Augen sehen einzelne Photonen
orscher am Wiener Institut für Molekulare Pathologie (IMP) und an der Rockefeller University in New York haben erstmals nachgewiesen, dass Menschen ein einzelnes Photon wahrnehmen können.
Wo liegt die absolute Untergrenze der menschlichen Sehfähigkeit? Trotz zahlreicher Studien seit den 1970er Jahren konnte diese Frage bisher nicht mit Sicherheit beantwortet werden. Immerhin wusste man schon, dass Menschen Lichtblitze wahrnehmen, die aus fünf bis sieben Photonen bestehen. Ob ein einzelnes Photon sichtbar ist, blieb lange Zeit ungeklärt.
Ein interdisziplinäres Team unter der Leitung des Quantenphysikers Alipasha Vaziri konnte diese Frage nun positiv beantworten. Vaziri ist Associate Professor und Leiter des Laboratory of Neurotechnology & Biophysics an der Rockefeller University und leitet eine Arbeitsgruppe am IMP in Wien, wo die Experimente durchgeführt wurden.
„Wir konnten erstmals zeigen, dass das menschliche Auge tatsächlich imstande ist, ein einzelnes Photon zu erkennen”, erklärt Alipasha Vaziri. „Das ist bemerkenswert und zeigt, bis zu welch erstaunlicher Effizienz die Evolution die Empfindlichkeit der Sinnesorgane vorantreibt, in diesem Fall bis zur Einheit der physikalischen Größe selbst.”
Was den Physiker besonders fasziniert: „Hier trifft ein Photon, die kleinste Einheit des Lichts, auf ein biologisches System, bestehend aus Milliarden von Zellen. Das schwache Signal durchläuft mehrere Schritte biologischer Signalverarbeitung bis hin zur bewussten Wahrnehmung und geht trotz aller Quellen des Rauschens nicht verloren. Zu allem Überfluss ist die Umgebung warm und feucht – normalerweise ein wahrer Albtraum für Messungen auf der Quantenebene. Jeder von Menschen gebaute Detektor müsste stark gekühlt und sorgfältig abgeschirmt werden, um solche Ergebnisse zu liefern.”
Bisherige Versuche waren daran gescheitert, dass weder die Technologie zur Verfügung stand noch die psycho-physikalischen Ansätze.

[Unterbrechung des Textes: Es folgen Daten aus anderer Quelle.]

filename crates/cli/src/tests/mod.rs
mod parse_tests;
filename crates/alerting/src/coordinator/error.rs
use synthalert_common::{RuleKey, ValidationError};

/// An edit operation was not allowed in the current session state.
#[derive(Debug, Clone, PartialEq)]
pub enum CoordinatorError {
    /// Operation needs a loaded rule set; carries the current state name.
    InvalidState(&'static str),
    NotEditing,
    UnknownRule(RuleKey),
    NoSuchIndex(usize),
    /// A confirmed draft was not the one currently open.
    DraftMismatch,
    /// Only rules generated from a family template can be reset.
    NotTemplated(RuleKey),
    Invalid(ValidationError),
}

impl std::fmt::Display for CoordinatorError {
    fn fmt(&self, f: &mut std::fmt::Formatter<'_>) -> std::fmt::Result {
        match self {
            Self::InvalidState(state) => write!(f, "not allowed while {state}"),
            Self::NotEditing => write!(f, "no rule is open for editing"),
            Self::UnknownRule(key) => write!(f, "unknown rule {key}"),
            Self::NoSuchIndex(index) => write!(f, "no rule at position {index}"),
            Self::DraftMismatch => write!(f, "draft does not belong to the open edit"),
            Self::NotTemplated(key) => write!(f, "rule {key} has no default to restore"),
            Self::Invalid(e) => write!(f, "invalid rule: {e}"),
        }
    }
}

impl std::error::Error for CoordinatorError {}

impl From<ValidationError> for CoordinatorError {
    fn from(e: ValidationError) -> Self {
        Self::Invalid(e)
    }
}
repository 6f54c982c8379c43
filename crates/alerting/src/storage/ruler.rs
use serde::Serialize;
use synthalert_common::{RuleGroup, WireRule};

use super::{FetchError, PersistError, RuleStorage};
use crate::config::RulerConfig;

/// Client for a Prometheus/Cortex style ruler API.
///
/// The rule set lives in a single group: `GET {url}/rules/{namespace}/{group}`
/// reads it and `POST {url}/rules/{namespace}` replaces it.
pub struct RulerClient {
    base_url: String,
    namespace: String,
    group: String,
    http: reqwest::Client,
}

#[derive(Serialize)]
struct GroupPayload<'a> {
    name: &'a str,
    rules: &'a [WireRule],
}

impl RulerClient {
    pub fn new(config: &RulerConfig) -> Self {
        Self {
            base_url: config.url.trim_end_matches('/').to_string(),
            namespace: config.namespace.clone(),
            group: config.group.clone(),
            http: reqwest::Client::new(),
        }
    }

    fn namespace_url(&self) -> String {
        format!("{}/rules/{}", self.base_url, self.namespace)
    }

    fn group_url(&self) -> String {
        format!("{}/{}", self.namespace_url(), self.group)
    }
}

fn encode_group(name: &str, rules: &[WireRule]) -> Result<String, PersistError> {
    serde_yaml::to_string(&GroupPayload { name, rules })
        .map_err(|e| PersistError::Encode(e.to_string()))
}

fn decode_group(body: &str) -> Result<Vec<WireRule>, FetchError> {
    let group: RuleGroup =
        serde_yaml::from_str(body).map_err(|e| FetchError::Decode(e.to_string()))?;
    Ok(group.rules)
}

impl RuleStorage for RulerClient {
    async fn fetch_rules(&self) -> Result<Vec<WireRule>, FetchError> {
        let url = self.group_url();
        let resp = self
            .http
            .get(&url)
            .send()
            .await
            .map_err(|e| FetchError::Transport(e.to_string()))?;

        let status = resp.status();
        if status == reqwest::StatusCode::NOT_FOUND {
            tracing::info!(%url, "rule group does not exist yet");
            return Ok(Vec::new());
        }
        if !status.is_success() {
            return Err(FetchError::Rejected(status.as_u16()));
        }

        let body = resp
            .text()
            .await
            .map_err(|e| FetchError::Transport(e.to_string()))?;
        decode_group(&body)
    }

    async fn persist_rules(&self, rules: &[WireRule]) -> Result<(), PersistError> {
        let body = encode_group(&self.group, rules)?;

        let resp = self
            .http
            .post(self.namespace_url())
            .header("Content-Type", "application/yaml")
            .body(body)
            .send()
            .await
            .map_err(|e| PersistError::Transport(e.to_string()))?;

        let status = resp.status();
        if status.is_success() {
            Ok(())
        } else {
            Err(PersistError::Rejected(status.as_u16()))
        }
    }
}
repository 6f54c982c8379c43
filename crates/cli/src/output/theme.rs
use colored::Colorize;
use synthalert_common::LabelSet;

pub fn print_header(title: &str) {
    let width = title.chars().count() + 6;
    let border = "─".repeat(width);
    println!();
    println!("  ╭{}╮", border.cyan());
    println!("  │   {}   │", title.bright_cyan().bold());
    println!("  ╰{}╯", border.cyan());
    println!();
}

pub fn print_section(title: &str) {
    println!();
    println!("  {} {}", "●".bright_cyan(), title.bold());
    println!("  {}", "─".repeat(40).dimmed());
}

pub fn print_kv(label: &str, value: &str) {
    println!(
        "    {} {}",
        format!("{:<16}", label).dimmed(),
        value.bright_white()
    );
}

pub fn print_alerting_status(enabled: bool) {
    let status = if enabled {
        "enabled".green()
    } else {
        "disabled".red()
    };
    println!("    {} {}", format!("{:<16}", "Alerting").dimmed(), status);
}

/// A titled block of labels or annotations, in emission order.
pub fn print_label_set(title: &str, set: &LabelSet) {
    print_section(title);
    if set.is_empty() {
        print_dim("  (none)");
        return;
    }
    for (k, v) in set.iter() {
        print_kv(k, v);
    }
}

pub fn print_warning(msg: &str) {
    println!("{} {}", "⚠".yellow().bold(), msg.yellow());
}

pub fn print_dim(msg: &str) {
    println!("  {}", msg.dimmed());
}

Vaziri: „Es ist nicht einfach, Licht zu erzeugen, das aus genau einem oder einer definierten Anzahl von Photonen besteht. In Licht aus klassischen Quellen ist die Photonenenzahl statistisch verteilt. Durch Dimmen kann man nur die mittlere Photonenzahl eines Lichtpulses verringern, die exakte Anzahl ist nicht bestimmbar.”

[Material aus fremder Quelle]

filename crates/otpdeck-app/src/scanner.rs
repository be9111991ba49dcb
//! Scanner capability detection seam.

use otpdeck_core::config::Config;

/// Total capability check: can this host scan credentials?
///
/// Never fails; `BeginEntry` branches on the answer and nothing else.
pub trait ScannerCapability {
    fn is_available(&self) -> bool;
}

/// Capability answer taken from the host configuration.
///
/// Actual camera/QR probing is the host's problem; whatever it knows ends
/// up in `Config::scanner_available`.
#[derive(Debug, Clone, Copy)]
pub struct ConfigScanner {
    available: bool,
}

impl ConfigScanner {
    pub fn from_config(config: &Config) -> Self {
        Self {
            available: config.scanner_available,
        }
    }

    pub fn fixed(available: bool) -> Self {
        Self { available }
    }
}

impl ScannerCapability for ConfigScanner {
    fn is_available(&self) -> bool {
        self.available
    }
}
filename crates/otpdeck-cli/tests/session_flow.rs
use std::fs;

use assert_cmd::cargo::cargo_bin_cmd;
use predicates::prelude::*;
use tempfile::tempdir;

#[test]
fn test_add_then_list_via_entry_form() {
    let dir = tempdir().unwrap();

    cargo_bin_cmd!("otpdeck")
        .env("OTPDECK_HOME", dir.path())
        .write_stdin("add\nGitHub me@example.com JBSWY3DP\nlist\nquit\n")
        .assert()
        .success()
        .stdout(predicate::str::contains("-- Add credential --"))
        .stdout(predicate::str::contains("GitHub (me@example.com)"));
}

#[test]
fn test_edit_replaces_entry_in_place() {
    let dir = tempdir().unwrap();

    let input = "add\nAlpha a@example.com S1\n\
                 add\nBeta b@example.com S2\n\
                 edit 1\nGamma g@example.com S3\n\
                 list\nquit\n";

    cargo_bin_cmd!("otpdeck")
        .env("OTPDECK_HOME", dir.path())
        .write_stdin(input)
        .assert()
        .success()
        .stdout(predicate::str::contains("-- Edit credential --"))
        .stdout(predicate::str::contains("  1. Gamma (g@example.com)"))
        .stdout(predicate::str::contains("  2. Beta (b@example.com)"))
        // Alpha appears in the edit heading, but never in a list row.
        .stdout(predicate::str::contains("  1. Alpha").not());
}

#[test]
fn test_scanner_overlay_when_capability_enabled() {
    let dir = tempdir().unwrap();
    fs::write(dir.path().join("config.toml"), "scanner_available = true\n").unwrap();

    cargo_bin_cmd!("otpdeck")
        .env("OTPDECK_HOME", dir.path())
        .write_stdin("add\nGitHub:me@example.com:JBSWY3DP\nlist\nquit\n")
        .assert()
        .success()
        .stdout(predicate::str::contains("-- Scan credential --"))
        .stdout(predicate::str::contains("GitHub (me@example.com)"));
}

#[test]
fn test_cancel_leaves_vault_untouched() {
    let dir = tempdir().unwrap();

    cargo_bin_cmd!("otpdeck")
        .env("OTPDECK_HOME", dir.path())
        .write_stdin("add\ncancel\nlist\nquit\n")
        .assert()
        .success()
        .stdout(predicate::str::contains("(overlay closed)"))
        .stdout(predicate::str::contains("No credentials yet"));
}
//! Core otpdeck library (credential records, vault, config).

pub mod config;
pub mod credential;
pub mod vault;

pub use credential::{Credential, CredentialDraft, CredentialId};
pub use vault::{CredentialStore, Vault, VaultSnapshot};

Das Fehlen geeigneter Lichtquellen war demnach eine große Herausforderung bei der Entwicklung des Experiments. Die Forscher lösten das Problem, indem sie eine Lichtquelle konstruierten, die bisher nur im Bereich der Quantenoptik und Quanteninformation zum Einsatz kam. Das Prinzip basiert auf der sogenannten spontanen parametrischen Fluoreszenz, bei der ein energiereiches Photon in einem optischen Kristall spontan in zwei verschränkte Photonen mit niedrigerer Energie zerfällt, wobei die Summe der Energien der beiden Photonen der des ursprünglichen entspricht. Im Versuch wurde jeweils eines der Photonen zum Auge der Versuchsperson geleitet, während das andere gleichzeitig auf einen Detektor traf.

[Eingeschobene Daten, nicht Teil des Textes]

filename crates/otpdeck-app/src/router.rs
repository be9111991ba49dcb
//! Action router: the single authority over the modal context.
//!
//! All action dispatch happens here. The router owns the `ModalContext`,
//! is its only mutator, and couples every write to exactly one presentation
//! effect. `handle` runs to completion synchronously — the effect has fired
//! before it returns — and is never re-entered (action delivery is
//! serialized by the host through the action queue).

use otpdeck_core::{CredentialStore, VaultSnapshot};

use crate::actions::{Action, ActionSender};
use crate::forms::{EditForm, EntryForm};
use crate::modal::ModalContext;
use crate::scanner::ScannerCapability;
use crate::sink::{PresentationSink, ScannerScreen, Screen};

/// Routes user actions into state transitions and presentation effects.
///
/// Constructed per host window with injected collaborators; independent
/// instances are cheap, which is how the tests drive it.
pub struct ActionRouter<V, S, C> {
    store: V,
    sink: S,
    scanner: C,
    modal: ModalContext,
    actions: ActionSender,
}

impl<V, S, C> ActionRouter<V, S, C>
where
    V: CredentialStore,
    S: PresentationSink,
    C: ScannerCapability,
{
    /// Creates a router with no overlay shown.
    ///
    /// `actions` must be the sender side of the queue the host drains into
    /// `handle`; forms and screens created here report back through it.
    pub fn new(store: V, sink: S, scanner: C, actions: ActionSender) -> Self {
        Self {
            store,
            sink,
            scanner,
            modal: ModalContext::None,
            actions,
        }
    }

    /// The current modal context.
    pub fn modal(&self) -> &ModalContext {
        &self.modal
    }

    /// Read-only projection of the credential store for rendering.
    pub fn snapshot(&self) -> VaultSnapshot {
        self.store.snapshot()
    }

    /// Dispatches one action, synchronously, effects included.
    ///
    /// No action fails. Vault mutations happen strictly before the modal
    /// transition, so the dismiss effect observes the updated collection.
    pub fn handle(&mut self, action: Action) {
        match action {
            Action::BeginEntry => {
                if !self.modal.is_none() {
                    tracing::warn!(
                        modal = self.modal.label(),
                        "BeginEntry ignored while an overlay is active"
                    );
                    return;
                }
                if self.scanner.is_available() {
                    self.set_modal(ModalContext::EntryScanner);
                } else {
                    let form = EntryForm::new(self.actions.clone());
                    self.set_modal(ModalContext::EntryForm(form));
                }
            }

            Action::SaveNewCredential(draft) => {
                if !matches!(
                    self.modal,
                    ModalContext::EntryScanner | ModalContext::EntryForm(_)
                ) {
                    tracing::warn!(
                        modal = self.modal.label(),
                        "SaveNewCredential outside an entry flow"
                    );
                }
                self.store.append(draft);
                self.set_modal(ModalContext::None);
            }

            Action::CancelEntry => {
                self.set_modal(ModalContext::None);
            }

            Action::BeginEdit(credential) => {
                if !self.modal.is_none() {
                    tracing::warn!(
                        modal = self.modal.label(),
                        "BeginEdit ignored while an overlay is active"
                    );
                    return;
                }
                let form = EditForm::new(credential, self.actions.clone());
                self.set_modal(ModalContext::EditForm(form));
            }

            Action::SaveChanges {
                replacement,
                existing,
            } => {
                if !matches!(self.modal, ModalContext::EditForm(_)) {
                    tracing::warn!(
                        modal = self.modal.label(),
                        "SaveChanges outside an edit flow"
                    );
                }
                self.store.replace(&existing.id, replacement);
                self.set_modal(ModalContext::None);
            }

            Action::CancelEdit => {
                self.set_modal(ModalContext::None);
            }
        }
    }

    /// Stores the new modal context and fires exactly one presentation
    /// effect chosen by it.
    ///
    /// Every write fires, including a write of the current variant — hosts
    /// rely on the dismiss being idempotent.
    fn set_modal(&mut self, next: ModalContext) {
        tracing::debug!(modal = next.label(), "modal context set");
        self.modal = next;
        let screen = match &self.modal {
            ModalContext::None => None,
            ModalContext::EntryScanner => Some(Screen::Scanner(ScannerScreen::new(
                self.actions.clone(),
            ))),
            ModalContext::EntryForm(form) => Some(Screen::EntryForm(form.clone())),
            ModalContext::EditForm(form) => Some(Screen::EditForm(form.clone())),
        };
        match screen {
            Some(screen) => self.sink.present(screen),
            None => self.sink.dismiss(),
        }
    }
}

„Das Set-up dieser Kamera war eine harte Nuss“, erzählt Jonathan Tinsley, der als Master-Student einen Teil der Experimente durchführte. „Außerdem mussten wir für die Versuche spezielle Dunkelkammern bauen, die Licht und Geräusche perfekt abschirmten.“
Das Team wählte für die Experimente die Methode der erzwungenen Wahl, bei der die Probanden bei jedem Durchgang aus zwei Alternativen wählen müssen. Die Versuchspersonen mussten sich zwischen zwei Zeitintervallen entscheiden, von denen nur in einem ein Photon aufblitzte. Mehr als 30.000 solcher Durchgänge wurden schließlich ausgewertet und zeigten deutlich, dass einzelne Photonen vom menschliche Auge wahrgenommen werden. Und die Versuche lieferten ein weiteres unerwartetes Ergebnis: die Chance, ein Photon wahrzunehmen, stieg an, wenn kurz zuvor bereits ein Photon ins Auge eingetroffen war.